Source data =>
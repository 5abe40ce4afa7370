//! Bearer-token authentication.
//!
//! OAuth and token issuance live outside the core; the gateway verifies
//! bearer tokens against the configured table. Lookup is constant-time
//! over every entry so response timing does not reveal which tokens
//! exist.

use relay_core::UserId;
use subtle::ConstantTimeEq;

/// The identity a token resolved to.
#[derive(Debug, Clone, Default)]
pub struct Identity {
    /// Authenticated user, if the token matched.
    pub user: Option<UserId>,
    /// Whether the token grants operator procedures.
    pub is_admin: bool,
}

/// Token verifier.
pub struct Authenticator {
    /// `(token, user)` pairs.
    tokens: Vec<(String, UserId)>,
    /// Operator tokens.
    admin_tokens: Vec<String>,
}

impl Authenticator {
    /// Build from the `[auth]` config section.
    #[must_use]
    pub fn new(tokens: &std::collections::HashMap<String, String>, admin_tokens: &[String]) -> Self {
        Self {
            tokens: tokens
                .iter()
                .map(|(token, email)| (token.clone(), UserId::new(email.clone())))
                .collect(),
            admin_tokens: admin_tokens.to_vec(),
        }
    }

    /// Resolve a presented bearer token. Every stored token is compared
    /// regardless of early matches.
    #[must_use]
    pub fn identify(&self, presented: Option<&str>) -> Identity {
        let Some(presented) = presented else {
            return Identity::default();
        };

        let mut user = None;
        for (token, owner) in &self.tokens {
            if constant_time_eq(token, presented) {
                user = Some(owner.clone());
            }
        }

        let mut is_admin = false;
        for token in &self.admin_tokens {
            if constant_time_eq(token, presented) {
                is_admin = true;
            }
        }

        Identity { user, is_admin }
    }
}

impl std::fmt::Debug for Authenticator {
    fn fmt(&self, f: &mut std::fmt::Formatter<'_>) -> std::fmt::Result {
        f.debug_struct("Authenticator")
            .field("tokens", &self.tokens.len())
            .field("admin_tokens", &self.admin_tokens.len())
            .finish()
    }
}

/// Length-safe constant-time string comparison.
fn constant_time_eq(a: &str, b: &str) -> bool {
    let a = a.as_bytes();
    let b = b.as_bytes();
    if a.len() != b.len() {
        // Burn a comparison anyway so length mismatches cost the same.
        let _ = a.ct_eq(a);
        return false;
    }
    a.ct_eq(b).into()
}
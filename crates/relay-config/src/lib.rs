//! Relay Config - gateway configuration schema, loader, and validation.
//!
//! All types are self-contained; domain crates convert at the boundary.
//! Every section implements [`Default`] with production-ready values so a
//! bare `[section]` header in TOML produces a working configuration.
//!
//! Provider entries accept both shorthand and full forms and are normalized
//! at load time into one tagged record (see [`normalize`]).

#![deny(unsafe_code)]
#![warn(missing_docs)]
#![deny(clippy::all)]
#![warn(unreachable_pub)]

pub mod error;
pub mod loader;
pub mod normalize;
pub mod types;
pub mod validate;

pub use error::{ConfigError, ConfigResult};
pub use loader::{from_str, load};
pub use normalize::{KeySource, ModelRestrictions, ProviderEntry, ProviderSelection};
pub use types::{
    AuthSection, GatewayConfig, LedgerSection, LimitsSection, RateLimitsSection, RawProviderEntry,
    RegistrySection, ServerSection, WorkspaceSection,
};
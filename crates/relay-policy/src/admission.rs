//! The admission decision.

use std::collections::{BTreeMap, BTreeSet};

use globset::{Glob, GlobMatcher};
use thiserror::Error;
use tracing::warn;

/// Caller classification as policy sees it.
#[derive(Debug, Clone, Copy, PartialEq, Eq)]
pub enum CallerKind {
    /// No identity presented.
    Anonymous,
    /// Authenticated user.
    Authenticated,
}

/// Why admission was denied.
#[derive(Debug, Clone, PartialEq, Eq, Error)]
pub enum AdmissionError {
    /// The provider is outside the allow-list.
    #[error("provider not allowed: {provider}")]
    ProviderNotAllowed {
        /// The rejected provider.
        provider: String,
    },

    /// The model is outside the provider's restrictions.
    #[error("model not allowed: {model} (provider {provider})")]
    ModelNotAllowed {
        /// The provider in question.
        provider: String,
        /// The rejected model.
        model: String,
    },
}

/// Pre-compiled model allow/deny globs for one provider.
///
/// Compiled once at policy construction; bad patterns are logged and
/// skipped rather than failing the whole policy (the config layer already
/// validated them - this is the last line, not the first).
#[derive(Debug, Default)]
pub struct CompiledRestrictions {
    allow: Vec<GlobMatcher>,
    block: Vec<GlobMatcher>,
}

impl CompiledRestrictions {
    /// Compile from pattern lists.
    #[must_use]
    pub fn new(allowed: &[String], blocked: &[String]) -> Self {
        Self {
            allow: compile(allowed),
            block: compile(blocked),
        }
    }

    fn permits(&self, model: &str) -> bool {
        if self.block.iter().any(|m| m.is_match(model)) {
            return false;
        }
        if !self.allow.is_empty() && !self.allow.iter().any(|m| m.is_match(model)) {
            return false;
        }
        true
    }
}

fn compile(patterns: &[String]) -> Vec<GlobMatcher> {
    patterns
        .iter()
        .filter_map(|pattern| match Glob::new(pattern) {
            Ok(glob) => Some(glob.compile_matcher()),
            Err(e) => {
                warn!(pattern = %pattern, error = %e, "Failed to compile model glob");
                None
            },
        })
        .collect()
}

/// The policy's view of server configuration.
#[derive(Debug, Default)]
pub struct PolicyConfig {
    /// Providers admitted outright.
    pub allowed: BTreeSet<String>,
    /// Auto-detect mode: any provider passes when the caller is
    /// authenticated and brings BYOK material.
    pub byok_any: bool,
    /// Providers admitted for BYOK callers even if not in `allowed`.
    pub byok_providers: BTreeSet<String>,
    /// Per-provider model restrictions.
    pub restrictions: BTreeMap<String, CompiledRestrictions>,
}

/// One admission question.
#[derive(Debug, Clone, Copy)]
pub struct AdmissionRequest<'a> {
    /// Requested provider.
    pub provider: &'a str,
    /// Requested model, if the caller named one.
    pub model: Option<&'a str>,
    /// The provider's default model, for effective-model resolution.
    pub default_model: Option<&'a str>,
    /// Caller classification.
    pub caller: CallerKind,
    /// Whether the caller has BYOK material for this provider.
    pub byok_present: bool,
}

impl PolicyConfig {
    /// Decide admission. On success, returns the effective model
    /// (explicit over default; `None` when neither exists, which the
    /// registry then reports as unresolvable).
    ///
    /// Decision order:
    /// 1. provider membership (allow-list, then the BYOK escape hatches)
    /// 2. deny globs against the effective model
    /// 3. allow globs against the effective model
    ///
    /// # Errors
    ///
    /// [`AdmissionError::ProviderNotAllowed`] or
    /// [`AdmissionError::ModelNotAllowed`].
    pub fn admit(&self, req: AdmissionRequest<'_>) -> Result<Option<String>, AdmissionError> {
        let byok_caller = req.caller == CallerKind::Authenticated && req.byok_present;
        let provider_ok = self.allowed.contains(req.provider)
            || (byok_caller
                && (self.byok_any || self.byok_providers.contains(req.provider)));
        if !provider_ok {
            return Err(AdmissionError::ProviderNotAllowed {
                provider: req.provider.to_string(),
            });
        }

        let effective = req.model.or(req.default_model);
        if let Some(model) = effective
            && let Some(restrictions) = self.restrictions.get(req.provider)
            && !restrictions.permits(model)
        {
            return Err(AdmissionError::ModelNotAllowed {
                provider: req.provider.to_string(),
                model: model.to_string(),
            });
        }

        Ok(effective.map(str::to_string))
    }

    /// Filter a model list through a provider's restrictions
    /// (`ai.listAllowedModels` support).
    #[must_use]
    pub fn filter_models<'m>(&self, provider: &str, models: &'m [String]) -> Vec<&'m String> {
        match self.restrictions.get(provider) {
            Some(restrictions) => models.iter().filter(|m| restrictions.permits(m)).collect(),
            None => models.iter().collect(),
        }
    }
}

Problem to solve => State, as a bare number, how many lines of the records above include "question".

Response to this exercise => 2